There was a silence that lasted a bit too long.

Deepa opened her notebook. “From the suction: two canisters, around sixteen hundred total. Irrigation… probably about nine hundred ml. For sponges, we’ve written seven hundred based on weight.”

“So what do we write?” the nurse asked again.

“Net blood loss… about fourteen hundred,” Meera answered, doing the math in her head, then immediately doubting it. “Write fourteen hundred.”

Later, while documenting, Meera realized that if she added the numbers another way, she could get a completely different total, still “reasonable,” still technically defensible, and still wrong in ways nobody could precisely prove.

That night, in the ICU, Raghavan’s blood pressure dipped again. The intensivist on duty looked at his file.

“How much did he lose in OT?” he asked.

“Fourteen hundred ml,” the nurse replied, pointing at the sheet.

He frowned slightly. “He looks a bit more dry than that,” he muttered, ordering another fluid bolus and an additional blood test.

By morning, Raghavan was stable, but the team knew it had been close. When the department sat down for a routine morbidity and mortality meeting later that week, his case came up.

“We managed,” the head of surgery said, “but our transfusion and fluid decisions were still built on estimates. If that number was off by even five hundred ml either way, our decisions could have been too aggressive or too conservative.”

Meera added quietly, “If you had asked each of us in the OR what the blood loss was at different times, you would have gotten different answers. Our methods are manual, fragmented and subjective. We track blood on gauze one way, suction fluid another way, urine output somewhere else, irrigation in someone’s head or on a smudged whiteboard. All of that, in real time, in a high-pressure environment.”

The quality officer, who was also in the meeting, listened carefully.

“So you’re saying,” she asked, “that in a modern OR with monitors, ventilators, infusion pumps and electronic records… we still don’t have a reliable, automated way to know how much fluid the patient is actually losing during surgery?”

Meera nodded. “Exactly. We are making high-stakes decisions on top of guesswork. Some companies have apps that estimate blood loss from images of sponges. Some devices measure blood content in fluid lines. Some systems track urine output. But they’re all separate. Nothing gives us one integrated, real-time ‘fluid loss picture’ we can trust.”

There was a long pause.

The hospital’s biomedical engineer, who had recently started a small innovation cell with the residents, broke the silence.

“What if we tried to build something?” he asked slowly. “Even a prototype.

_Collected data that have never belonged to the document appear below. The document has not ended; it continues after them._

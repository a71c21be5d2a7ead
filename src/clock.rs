//! Simulation Clock
//!
//! Monotonic simulated clock with nanosecond resolution and deterministic
//! timers. Single source of truth for all simulation time; never reads
//! system time.

use std::cmp::Reverse;
use std::collections::BinaryHeap;
use std::fmt;

use serde::{Deserialize, Serialize};
use uuid::Uuid;

/// Nanoseconds since Unix epoch (1970-01-01 00:00:00 UTC).
/// i64 gives ~292 years of range, sufficient for any backtest.
pub type Nanos = i64;

/// Conversion constants
pub const NANOS_PER_MICRO: i64 = 1_000;
pub const NANOS_PER_MILLI: i64 = 1_000_000;
pub const NANOS_PER_SEC: i64 = 1_000_000_000;

/// A time event fired when the clock reaches a registered alarm time.
#[derive(Debug, Clone, PartialEq, Eq, Serialize, Deserialize)]
pub struct TimeEvent {
    /// Scheduled fire time in nanoseconds.
    pub ts_event: Nanos,
    /// Name of the alarm/timer that produced this event.
    pub name: String,
    /// Unique event identifier.
    pub event_id: Uuid,
}

#[derive(Debug, Clone)]
struct Timer {
    fire_at: Nanos,
    name: String,
    /// 0 = one-shot alarm; otherwise the repeat interval.
    interval_ns: Nanos,
    repeat: bool,
    /// Monotonic registration order, tie-breaker for equal fire times.
    seq: u64,
}

impl PartialEq for Timer {
    fn eq(&self, other: &Self) -> bool {
        self.fire_at == other.fire_at && self.seq == other.seq
    }
}

impl Eq for Timer {}

impl PartialOrd for Timer {
    fn partial_cmp(&self, other: &Self) -> Option<std::cmp::Ordering> {
        Some(self.cmp(other))
    }
}

impl Ord for Timer {
    fn cmp(&self, other: &Self) -> std::cmp::Ordering {
        self.fire_at
            .cmp(&other.fire_at)
            .then_with(|| self.seq.cmp(&other.seq))
    }
}

/// Monotonic simulation clock with a timer min-heap.
///
/// # Determinism Contract
/// - `timestamp_ns()` returns the current simulation time, never system time
/// - `advance_time()` only moves forward and fires due timers in ascending
///   `fire_at` order (registration order on ties)
/// - Repeating timers are rescheduled to `fire_at + interval`
#[derive(Debug, Clone)]
pub struct SimClock {
    current: Nanos,
    timers: BinaryHeap<Reverse<Timer>>,
    next_seq: u64,
}

impl SimClock {
    /// Create a new clock starting at the given time.
    pub fn new(start_ns: Nanos) -> Self {
        Self {
            current: start_ns,
            timers: BinaryHeap::new(),
            next_seq: 0,
        }
    }

    /// Create a clock from a Unix timestamp in seconds.
    pub fn from_unix_secs(secs: i64) -> Self {
        Self::new(secs * NANOS_PER_SEC)
    }

    /// Current simulation time in nanoseconds.
    #[inline]
    pub fn timestamp_ns(&self) -> Nanos {
        self.current
    }

    /// Current simulation time in seconds.
    #[inline]
    pub fn timestamp_secs(&self) -> i64 {
        self.current / NANOS_PER_SEC
    }

    /// Directly set the clock (no timers fired).
    pub fn set_time(&mut self, ts_ns: Nanos) {
        self.current = ts_ns;
    }

    /// Advance the clock to `ts_ns`, returning all timer events with
    /// `fire_at <= ts_ns` in ascending fire order. Repeating timers are
    /// rescheduled; one-shot alarms are consumed.
    pub fn advance_time(&mut self, ts_ns: Nanos) -> Vec<TimeEvent> {
        debug_assert!(
            ts_ns >= self.current,
            "SimClock: cannot go backward from {} to {}",
            self.current,
            ts_ns
        );

        let mut events = Vec::new();
        while let Some(Reverse(timer)) = self.timers.peek() {
            if timer.fire_at > ts_ns {
                break;
            }
            let Reverse(timer) = self.timers.pop().expect("peeked timer present");
            events.push(TimeEvent {
                ts_event: timer.fire_at,
                name: timer.name.clone(),
                event_id: Uuid::new_v4(),
            });
            if timer.repeat && timer.interval_ns > 0 {
                let seq = self.next_seq;
                self.next_seq += 1;
                self.timers.push(Reverse(Timer {
                    fire_at: timer.fire_at + timer.interval_ns,
                    name: timer.name,
                    interval_ns: timer.interval_ns,
                    repeat: true,
                    seq,
                }));
            }
        }

        self.current = ts_ns;
        events
    }

    /// Register a one-shot alarm at `alert_time_ns`.
    pub fn set_time_alert(&mut self, name: impl Into<String>, alert_time_ns: Nanos) {
        let seq = self.next_seq;
        self.next_seq += 1;
        self.timers.push(Reverse(Timer {
            fire_at: alert_time_ns,
            name: name.into(),
            interval_ns: 0,
            repeat: false,
            seq,
        }));
    }

    /// Register a repeating timer firing every `interval_ns` nanoseconds,
    /// starting at `start_ns` (defaults to now + interval).
    pub fn set_timer(&mut self, name: impl Into<String>, interval_ns: Nanos, start_ns: Option<Nanos>) {
        let seq = self.next_seq;
        self.next_seq += 1;
        self.timers.push(Reverse(Timer {
            fire_at: start_ns.unwrap_or(self.current + interval_ns),
            name: name.into(),
            interval_ns,
            repeat: true,
            seq,
        }));
    }

    /// Cancel all timers with the given name.
    pub fn cancel_timer(&mut self, name: &str) {
        let remaining: Vec<Reverse<Timer>> = self
            .timers
            .drain()
            .filter(|Reverse(t)| t.name != name)
            .collect();
        self.timers = remaining.into();
    }

    /// Cancel every registered timer.
    pub fn cancel_all_timers(&mut self) {
        self.timers.clear();
    }

    /// Names of all registered timers.
    pub fn timer_names(&self) -> Vec<String> {
        self.timers.iter().map(|Reverse(t)| t.name.clone()).collect()
    }
}

impl Default for SimClock {
    fn default() -> Self {
        Self::new(0)
    }
}

impl fmt::Display for SimClock {
    fn fmt(&self, f: &mut fmt::Formatter<'_>) -> fmt::Result {
        let secs = self.current / NANOS_PER_SEC;
        let nanos = self.current % NANOS_PER_SEC;
        write!(f, "{}.{:09}s", secs, nanos)
    }
}

/// Convert a chrono DateTime to Nanos.
#[inline]
pub fn datetime_to_nanos(dt: &chrono::DateTime<chrono::Utc>) -> Nanos {
    dt.timestamp_nanos_opt().unwrap_or(0)
}

/// Convert Nanos to a chrono DateTime.
#[inline]
pub fn nanos_to_datetime(nanos: Nanos) -> chrono::DateTime<chrono::Utc> {
    use chrono::TimeZone;
    let secs = nanos / NANOS_PER_SEC;
    let nsecs = (nanos % NANOS_PER_SEC) as u32;
    chrono::Utc.timestamp_opt(secs, nsecs).unwrap()
}

/// Parse an ISO8601/RFC3339 string to Nanos.
pub fn parse_timestamp(s: &str) -> Option<Nanos> {
    chrono::DateTime::parse_from_rfc3339(s)
        .ok()
        .map(|dt| datetime_to_nanos(&dt.with_timezone(&chrono::Utc)))
}

#[cfg(test)]
mod tests {
    use super::*;

    #[test]
    fn test_clock_monotonic() {
        let mut clock = SimClock::new(1_000_000_000);
        assert_eq!(clock.timestamp_ns(), 1_000_000_000);

        clock.advance_time(2_000_000_000);
        assert_eq!(clock.timestamp_ns(), 2_000_000_000);
    }

    #[test]
    fn test_alert_fires_once() {
        let mut clock = SimClock::new(0);
        clock.set_time_alert("stop-session", 500);

        let events = clock.advance_time(400);
        assert!(events.is_empty());

        let events = clock.advance_time(600);
        assert_eq!(events.len(), 1);
        assert_eq!(events[0].ts_event, 500);
        assert_eq!(events[0].name, "stop-session");

        let events = clock.advance_time(1_000);
        assert!(events.is_empty());
    }

    #[test]
    fn test_repeating_timer_reschedules() {
        let mut clock = SimClock::new(0);
        clock.set_timer("heartbeat", 100, Some(100));

        let events = clock.advance_time(350);
        let fire_times: Vec<Nanos> = events.iter().map(|e| e.ts_event).collect();
        assert_eq!(fire_times, vec![100, 200, 300]);

        let events = clock.advance_time(400);
        assert_eq!(events.len(), 1);
        assert_eq!(events[0].ts_event, 400);
    }

    #[test]
    fn test_timers_fire_in_ascending_order() {
        let mut clock = SimClock::new(0);
        clock.set_time_alert("b", 300);
        clock.set_time_alert("a", 100);
        clock.set_time_alert("c", 200);

        let events = clock.advance_time(1_000);
        let names: Vec<&str> = events.iter().map(|e| e.name.as_str()).collect();
        assert_eq!(names, vec!["a", "c", "b"]);
    }

    #[test]
    fn test_cancel_timer_by_name() {
        let mut clock = SimClock::new(0);
        clock.set_timer("keep", 100, Some(100));
        clock.set_timer("drop", 100, Some(150));
        clock.cancel_timer("drop");

        let events = clock.advance_time(200);
        assert!(events.iter().all(|e| e.name == "keep"));
    }

    #[test]
    fn test_datetime_roundtrip() {
        let nanos = 1_700_000_000_123_456_789;
        let dt = nanos_to_datetime(nanos);
        assert_eq!(datetime_to_nanos(&dt), nanos);
    }

    #[test]
    fn test_parse_timestamp() {
        let ns = parse_timestamp("2024-01-01T00:00:00Z").unwrap();
        assert_eq!(ns, 1_704_067_200 * NANOS_PER_SEC);
    }
}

Something that could bring all this together — blood on gauze, blood in suction, urine output, irrigation in and out — into one live dashboard for the anesthesiologist?”

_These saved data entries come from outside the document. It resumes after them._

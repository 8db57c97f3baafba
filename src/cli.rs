use clap::{Args as ClapArgs, Parser, Subcommand};
use std::path::PathBuf;

use crate::model::{Animation, HexColor, Position, SubtitleStyle, VideoSize, Voice};
use crate::wav::MAX_SAMPLE_RATE;

#[derive(Parser)]
#[command(author, version, about, long_about = None)]
pub struct Args {
    /// Enable verbose logging
    #[arg(short, long)]
    pub verbose: bool,

    /// Configuration file path
    #[arg(short, long)]
    pub config: Option<PathBuf>,

    #[command(subcommand)]
    pub command: Commands,
}

#[derive(Subcommand)]
pub enum Commands {
    /// Turn a script into narration, subtitles and (with a background video) a reel
    Generate {
        /// Script text
        #[arg(short, long, conflicts_with = "script_file", required_unless_present = "script_file")]
        script: Option<String>,

        /// Read the script from a file
        #[arg(long)]
        script_file: Option<PathBuf>,

        /// Narration voice (see `voices`)
        #[arg(long, default_value = "af_heart")]
        voice: Voice,

        /// Output canvas preset (see `sizes`)
        #[arg(long, default_value = "9:16")]
        size: VideoSize,

        /// Background video to burn the subtitles into
        #[arg(short, long)]
        background: Option<PathBuf>,

        /// Output directory for generated files
        #[arg(short, long, default_value = "reel-output")]
        output_dir: PathBuf,

        #[command(flatten)]
        style: StyleOverrides,
    },

    /// Build the preview and burn-in tracks from a chunk JSON file
    Subtitles {
        /// Chunk file (`[{"text": ..., "timestamp": [start, end]}]`)
        #[arg(short, long)]
        input: PathBuf,

        #[arg(long, default_value = "9:16")]
        size: VideoSize,

        /// Output directory for the .vtt and .ass files
        #[arg(short, long, default_value = ".")]
        output_dir: PathBuf,

        #[command(flatten)]
        style: StyleOverrides,
    },

    /// Show the overlay for one playback instant
    Preview {
        /// Chunk file
        #[arg(short, long)]
        input: PathBuf,

        /// Playback time in seconds
        #[arg(short, long)]
        time: f64,

        /// Width the video is rendered at, in pixels
        #[arg(short, long, default_value = "1080")]
        width: f64,

        #[arg(long, default_value = "9:16")]
        size: VideoSize,

        #[command(flatten)]
        style: StyleOverrides,
    },

    /// Encode raw little-endian f32 mono PCM into a WAV file
    EncodeWav {
        #[arg(short, long)]
        input: PathBuf,

        #[arg(short, long)]
        output: PathBuf,

        #[arg(
            short = 'r',
            long,
            default_value = "24000",
            value_parser = clap::value_parser!(u32).range(1..=i64::from(MAX_SAMPLE_RATE))
        )]
        sample_rate: u32,
    },

    /// List available narration voices
    Voices,

    /// List available video size presets
    Sizes,

    /// List available whisper models and their status
    Models {
        /// Download the named model, or every missing one with no name
        #[arg(long, num_args = 0..=1, default_missing_value = "")]
        download: Option<String>,
    },

    /// Write the default configuration
    InitConfig {
        #[arg(short, long, default_value = "reelgen.toml")]
        output: PathBuf,

        /// Overwrite an existing file
        #[arg(long)]
        force: bool,
    },
}

/// What a Ctrl-C does during `generate`, by how many have arrived
#[derive(Debug, Clone, Copy, PartialEq, Eq)]
pub enum Interrupt {
    /// Cancel the run; the composite stops, other steps finish
    Cancel,
    /// Leave immediately
    Quit,
}

impl Interrupt {
    pub fn nth(count: usize) -> Self {
        if count <= 1 { Interrupt::Cancel } else { Interrupt::Quit }
    }
}

/// Subtitle style flags shared by the commands that render subtitles
#[derive(ClapArgs, Debug, Clone, Default)]
pub struct StyleOverrides {
    #[arg(long)]
    pub font: Option<String>,

    #[arg(long)]
    pub font_size: Option<f64>,

    #[arg(long)]
    pub font_weight: Option<u16>,

    /// Text color, #RRGGBB
    #[arg(long)]
    pub color: Option<HexColor>,

    /// Text opacity in [0, 1]
    #[arg(long)]
    pub opacity: Option<f64>,

    #[arg(long)]
    pub stroke_width: Option<f64>,

    #[arg(long)]
    pub stroke_color: Option<HexColor>,

    /// top, center or bottom
    #[arg(long)]
    pub position: Option<Position>,

    /// none, fade, slide, pop or typewriter
    #[arg(long)]
    pub animation: Option<Animation>,
}

impl StyleOverrides {
    /// Apply the given flags on top of `base`.
    pub fn apply(&self, base: &SubtitleStyle) -> SubtitleStyle {
        let mut style = base.clone();
        if let Some(font) = &self.font {
            style.font_family = font.clone();
        }
        if let Some(size) = self.font_size {
            style.font_size = size;
        }
        if let Some(weight) = self.font_weight {
            style.font_weight = weight;
        }
        if let Some(color) = self.color {
            style.color = color;
        }
        if let Some(opacity) = self.opacity {
            style.text_opacity = opacity;
        }
        if let Some(width) = self.stroke_width {
            style.stroke_width = width;
        }
        if let Some(color) = self.stroke_color {
            style.stroke_color = color;
        }
        if let Some(position) = self.position {
            style.position = position;
        }
        if let Some(animation) = self.animation {
            style.animation = animation;
        }
        style
    }
}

Meera looked at him with a mixture of hope and skepticism.

“If you could give me a simple, reliable number,” she said, “even simulated at first… That could change how I manage fluids. It could mean safer surgeries. Fewer close calls like this.”

The room went quiet again, but this time the silence felt different. Less like helplessness, more like possibility.

Your Mission

You are part of the small innovation team invited by this hospital to study what happened in OR 3 and propose a tech-enabled solution. You have access to everything you just read: the messy reality of gauze, suction, urine, irrigation, manual notes, human error, time pressure and patient risk.

Your task is to understand the real, underlying problem in this story, map the points where information is lost or distorted, and design a technology-backed approach that could give clinicians a more accurate, real-time view of fluid loss during surgery — starting with a proof-of-concept that a hackathon team like yours could realistically build.